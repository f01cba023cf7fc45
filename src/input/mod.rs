//! Input handling: the tagged event types accepted at the crate boundary
//! and the normalizer that turns them into one canonical pointer shape.

/// Tagged platform events and the canonical pointer event.
pub mod event;
/// Converts legacy mouse/touch events into pointer events.
pub mod normalize;
/// `web_sys` adapters (browser builds).
#[cfg(feature = "web")]
pub mod web;

pub use event::{
    Modifiers, MouseEventData, NativeEvent, NormalizedPointerEvent, PointKind,
    PointerType, RawInputEvent, SyntheticEvent, TouchEventData, TouchPoint,
};
pub use normalize::normalize;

------------------------------------------------------------

* [PROBLEM DETAILS] Repeat the whole listing exactly. Leave nothing out.

* [REPLY TO THE TASK]
repository f01cba023cf7fc45
filename src/input/mod.rs
//! Input handling: the tagged event types accepted at the crate boundary
//! and the normalizer that turns them into one canonical pointer shape.

/// Tagged platform events and the canonical pointer event.
pub mod event;
/// Converts legacy mouse/touch events into pointer events.
pub mod normalize;
/// `web_sys` adapters (browser builds).
#[cfg(feature = "web")]
pub mod web;

pub use event::{
    Modifiers, MouseEventData, NativeEvent, NormalizedPointerEvent, PointKind,
    PointerType, RawInputEvent, SyntheticEvent, TouchEventData, TouchPoint,
};
pub use normalize::normalize;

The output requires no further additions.